## PROBLEM DETAILS
Run through the records and, wherever a line holds the word "envs", return that line.

[Collected data entries]
"""

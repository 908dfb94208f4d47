use std::collections::HashMap;
use std::sync::Mutex;

use forgeerp_core::TenantId;

use super::{format_number, Sequencer, SequencerError};

/// In-memory `Sequencer` for tests and single-process dev deployments.
#[derive(Default)]
pub struct InMemorySequencer {
    counters: Mutex<HashMap<(TenantId, String, i32), u64>>,
}

impl InMemorySequencer {
    pub fn new() -> Self {
        Self::default()
    }
}

impl Sequencer for InMemorySequencer {
    fn next_number(&self, tenant_id: TenantId, year: i32, prefix: &str) -> Result<String, SequencerError> {
        let mut counters = self.counters.lock().expect("sequencer mutex poisoned");
        let key = (tenant_id, prefix.to_string(), year);
        let next = counters.entry(key).or_insert(0);
        *next += 1;
        Ok(format_number(prefix, year, *next))
    }
}
use std::collections::HashMap;
use std::sync::{Arc, RwLock};

use serde_json::Value as JsonValue;
use thiserror::Error;

use forgeerp_core::{AggregateId, TenantId};
use forgeerp_events::EventEnvelope;
use forgeerp_parties::PartyId;
use forgeerp_purchasing::{
    LineItem, PurchaseOrderEvent, PurchaseOrderId, PurchaseOrderStatus,
};

use crate::projections::cursor_store::ProjectionCursorStore;
use crate::read_model::TenantStore;

#[derive(Debug, Clone, PartialEq, Eq)]
pub struct PurchaseOrderReadModel {
    pub order_id: PurchaseOrderId,
    pub supplier_id: PartyId,
    pub status: PurchaseOrderStatus,
    pub lines: Vec<LineItem>,
}

#[derive(Debug, Copy, Clone, PartialEq, Eq, Hash)]
struct CursorKey {
    tenant_id: TenantId,
    aggregate_id: AggregateId,
}

#[derive(Debug, Error)]
pub enum PurchaseOrderProjectionError {
    #[error("failed to deserialize purchase order event: {0}")]
    Deserialize(String),
    #[error("tenant isolation violation: {0}")]
    TenantIsolation(String),
    #[error("non-monotonic sequence number (last={last}, found={found})")]
    NonMonotonicSequence { last: u64, found: u64 },
}

#[derive(Debug)]
pub struct PurchaseOrdersProjection<S, C = InMemoryCursorStore>
where
    S: TenantStore<PurchaseOrderId, PurchaseOrderReadModel>,
{
    store: S,
    cursors: RwLock<HashMap<CursorKey, u64>>,
    cursor_store: Option<Arc<C>>,
    projection_name: String,
}

pub struct InMemoryCursorStore;

impl ProjectionCursorStore for InMemoryCursorStore {
    fn get_cursor(
        &self,
        _tenant_id: TenantId,
        _aggregate_id: AggregateId,
        _projection_name: &str,
    ) -> Option<u64> {
        None
    }
    fn update_cursor(
        &self,
        _tenant_id: TenantId,
        _aggregate_id: AggregateId,
        _projection_name: &str,
        _sequence_number: u64,
    ) {
    }
    fn clear_cursors(&self, _tenant_id: TenantId, _projection_name: &str) {}
}

impl<S> PurchaseOrdersProjection<S>
where
    S: TenantStore<PurchaseOrderId, PurchaseOrderReadModel>,
{
    pub fn new(store: S) -> Self {
        Self {
            store,
            cursors: RwLock::new(HashMap::new()),
            cursor_store: None,
            projection_name: "purchasing.orders".to_string(),
        }
    }
}

impl<S> PurchaseOrdersProjection<S>
where
    S: TenantStore<PurchaseOrderId, PurchaseOrderReadModel>,
{
    pub fn with_persistent_cursors<C: ProjectionCursorStore + 'static>(
        self,
        cursor_store: Arc<C>,
        projection_name: impl Into<String>,
    ) -> PurchaseOrdersProjection<S, C> {
        PurchaseOrdersProjection {
            store: self.store,
            cursors: RwLock::new(HashMap::new()),
            cursor_store: Some(cursor_store),
            projection_name: projection_name.into(),
        }
    }
}

impl<S, C> PurchaseOrdersProjection<S, C>
where
    S: TenantStore<PurchaseOrderId, PurchaseOrderReadModel>,
    C: ProjectionCursorStore + 'static,
{
    fn get_cursor(&self, tenant_id: TenantId, aggregate_id: AggregateId) -> u64 {
        if let Some(ref cursor_store) = self.cursor_store {
            cursor_store
                .get_cursor(tenant_id, aggregate_id, &self.projection_name)
                .unwrap_or(0)
        } else {
            match self.cursors.read() {
                Ok(cursors) => *cursors
                    .get(&CursorKey { tenant_id, aggregate_id })
                    .unwrap_or(&0),
                Err(_) => 0,
            }
        }
    }

    fn update_cursor(&self, tenant_id: TenantId, aggregate_id: AggregateId, seq: u64) {
        if let Ok(mut cursors) = self.cursors.write() {
            cursors.insert(CursorKey { tenant_id, aggregate_id }, seq);
        }
        if let Some(ref cursor_store) = self.cursor_store {
            cursor_store.update_cursor(tenant_id, aggregate_id, &self.projection_name, seq);
        }
    }

    fn clear_cursors(&self, tenant_id: TenantId) {
        if let Ok(mut cursors) = self.cursors.write() {
            cursors.retain(|k, _| k.tenant_id != tenant_id);
        }
        if let Some(ref cursor_store) = self.cursor_store {
            cursor_store.clear_cursors(tenant_id, &self.projection_name);
        }
    }

    pub fn get(&self, tenant_id: TenantId, order_id: &PurchaseOrderId) -> Option<PurchaseOrderReadModel> {
        self.store.get(tenant_id, order_id)
    }

    pub fn list(&self, tenant_id: TenantId) -> Vec<PurchaseOrderReadModel> {
        self.store.list(tenant_id)
    }

    pub fn apply_envelope(
        &self,
        envelope: &EventEnvelope<JsonValue>,
    ) -> Result<(), PurchaseOrderProjectionError> {
        if envelope.aggregate_type() != "purchasing.order" {
            return Ok(());
        }

        let tenant_id = envelope.tenant_id();
        let aggregate_id = envelope.aggregate_id();
        let seq = envelope.sequence_number();

        let last = self.get_cursor(tenant_id, aggregate_id);
        if seq == 0 {
            return Err(PurchaseOrderProjectionError::NonMonotonicSequence { last, found: seq });
        }
        if seq <= last {
            return Ok(());
        }
        if seq != last + 1 && last != 0 {
            return Err(PurchaseOrderProjectionError::NonMonotonicSequence { last, found: seq });
        }

        let ev: PurchaseOrderEvent = serde_json::from_value(envelope.payload().clone())
            .map_err(|e| PurchaseOrderProjectionError::Deserialize(e.to_string()))?;

        let (event_tenant, order_id) = match &ev {
            PurchaseOrderEvent::PurchaseOrderCreated(e) => (e.tenant_id, e.order_id),
            PurchaseOrderEvent::PurchaseOrderLineAdded(e) => (e.tenant_id, e.order_id),
            PurchaseOrderEvent::PurchaseOrderApproved(e) => (e.tenant_id, e.order_id),
            PurchaseOrderEvent::GoodsReceived(e) => (e.tenant_id, e.order_id),
        };

        if event_tenant != tenant_id {
            return Err(PurchaseOrderProjectionError::TenantIsolation(
                "event tenant_id does not match envelope tenant_id".to_string(),
            ));
        }
        if order_id.0 != aggregate_id {
            return Err(PurchaseOrderProjectionError::TenantIsolation(
                "event order_id does not match envelope aggregate_id".to_string(),
            ));
        }

        match ev {
            PurchaseOrderEvent::PurchaseOrderCreated(e) => {
                self.store.upsert(
                    tenant_id,
                    e.order_id,
                    PurchaseOrderReadModel {
                        order_id: e.order_id,
                        supplier_id: e.supplier_id,
                        status: PurchaseOrderStatus::Draft,
                        lines: vec![],
                    },
                );
            }
            PurchaseOrderEvent::PurchaseOrderLineAdded(e) => {
                let mut rm = self
                    .store
                    .get(tenant_id, &e.order_id)
                    .unwrap_or(PurchaseOrderReadModel {
                        order_id: e.order_id,
                        supplier_id: PartyId::new(AggregateId::new()),
                        status: PurchaseOrderStatus::Draft,
                        lines: vec![],
                    });
                rm.lines.push(LineItem {
                    line_no: e.line_no,
                    product_id: e.product_id,
                    quantity: e.quantity,
                });
                self.store.upsert(tenant_id, e.order_id, rm);
            }
            PurchaseOrderEvent::PurchaseOrderApproved(e) => {
                let mut rm = self
                    .store
                    .get(tenant_id, &e.order_id)
                    .unwrap_or(PurchaseOrderReadModel {
                        order_id: e.order_id,
                        supplier_id: PartyId::new(AggregateId::new()),
                        status: PurchaseOrderStatus::Draft,
                        lines: vec![],
                    });
                rm.status = PurchaseOrderStatus::Approved;
                self.store.upsert(tenant_id, e.order_id, rm);
            }
            PurchaseOrderEvent::GoodsReceived(e) => {
                let mut rm = self
                    .store
                    .get(tenant_id, &e.order_id)
                    .unwrap_or(PurchaseOrderReadModel {
                        order_id: e.order_id,
                        supplier_id: e.supplier_id,
                        status: PurchaseOrderStatus::Draft,
                        lines: vec![],
                    });
                rm.status = PurchaseOrderStatus::Received;
                rm.lines = e.lines;
                self.store.upsert(tenant_id, e.order_id, rm);
            }
        }

        self.update_cursor(tenant_id, aggregate_id, seq);
        Ok(())
    }

    pub fn rebuild_from_scratch(
        &self,
        envelopes: impl IntoIterator<Item = EventEnvelope<JsonValue>>,
    ) -> Result<(), PurchaseOrderProjectionError> {
        let mut envs: Vec<_> = envelopes.into_iter().collect();

        {
            let mut tenants = envs.iter().map(|e| e.tenant_id()).collect::<Vec<_>>();
            tenants.sort_by_key(|t| *t.as_uuid().as_bytes());
            tenants.dedup();
            for t in tenants {
                self.store.clear_tenant(t);
                self.clear_cursors(t);
            }
        }

        envs.sort_by_key(|e| {
            (
                *e.tenant_id().as_uuid().as_bytes(),
                *e.aggregate_id().as_uuid().as_bytes(),
                e.sequence_number(),
            )
        });

        for env in &envs {
            self.apply_envelope(env)?;
        }
        Ok(())
    }
}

"""

## SOLUTION TO THIS TASK
        let mut envs: Vec<_> = envelopes.into_iter().collect();
            let mut tenants = envs.iter().map(|e| e.tenant_id()).collect::<Vec<_>>();
        envs.sort_by_key(|e| {
        for env in &envs {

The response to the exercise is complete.